• WHAT YOU WILL DO:
Pick every line from the data that holds the word "StorageBackend".

(Source records)
use std::net::SocketAddr;

use axum::{
    http::{HeaderValue, Method},
    middleware, Router,
};
use tower_http::{
    cors::{Any, CorsLayer},
    services::ServeDir,
    trace::TraceLayer,
};
use tracing::warn;

use crate::config::{AppConfig, StorageBackend};
use crate::state::AppState;
use crate::{advisories, auth, diagnoses, error, health};

fn cors(config: &AppConfig) -> CorsLayer {
    let base = CorsLayer::new()
        .allow_methods([
            Method::GET,
            Method::POST,
            Method::PUT,
            Method::DELETE,
            Method::OPTIONS,
        ])
        .allow_headers(Any)
        .max_age(std::time::Duration::from_secs(3600));

    if config.allowed_origins.iter().any(|o| o == "*") {
        return base.allow_origin(Any);
    }
    let origins: Vec<HeaderValue> = config
        .allowed_origins
        .iter()
        .filter_map(|o| match o.parse() {
            Ok(v) => Some(v),
            Err(_) => {
                warn!(origin = %o, "ignoring invalid CORS origin");
                None
            }
        })
        .collect();
    base.allow_origin(origins)
}

pub fn build_app(state: AppState) -> Router {
    let config = state.config.clone();
    let mut router = Router::new()
        .merge(health::router())
        .merge(auth::router())
        .merge(diagnoses::router(config.storage.max_upload_bytes))
        .merge(advisories::router())
        .layer(middleware::from_fn_with_state(state.clone(), error::redact_details))
        .with_state(state);

    if config.storage.backend == StorageBackend::Local {
        router = router.nest_service(
            config.storage.public_prefix.trim_end_matches('/'),
            ServeDir::new(&config.storage.upload_dir),
        );
    }

    router.layer(cors(&config)).layer(
        TraceLayer::new_for_http()
            .make_span_with(|req: &axum::http::Request<_>| {
                let method = req.method().clone();
                let uri = req.uri().clone();
                tracing::info_span!("http_request", %method, uri = %uri, status = tracing::field::Empty)
            })
            .on_response(
                |res: &axum::http::Response<_>,
                 latency: std::time::Duration,
                 span: &tracing::Span| {
                    let status = res.status();
                    span.record("status", tracing::field::display(status));
                    let latency_ms = latency.as_millis() as u64;
                    if status.is_server_error() {
                        tracing::error!(%status, latency_ms, "response");
                    } else {
                        tracing::info!(%status, latency_ms, "response");
                    }
                },
            ),
    )
}

pub async fn serve(app: Router) -> anyhow::Result<()> {
    let addr: SocketAddr = format!(
        "{}:{}",
        std::env::var("APP_HOST").unwrap_or_else(|_| "0.0.0.0".into()),
        std::env::var("APP_PORT").unwrap_or_else(|_| "8000".into())
    )
    .parse()?;

    tracing::info!("listening on {}", addr);
    let listener = tokio::net::TcpListener::bind(addr).await?;
    axum::serve(listener, app)
        .with_graceful_shutdown(shutdown_signal())
        .await?;
    Ok(())
}

async fn shutdown_signal() {
    if let Err(e) = tokio::signal::ctrl_c().await {
        warn!(error = %e, "failed to listen for shutdown signal");
        std::future::pending::<()>().await;
    }
    tracing::info!("shutdown signal received");
}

• SOLUTION:
use crate::config::{AppConfig, StorageBackend};
    if config.storage.backend == StorageBackend::Local {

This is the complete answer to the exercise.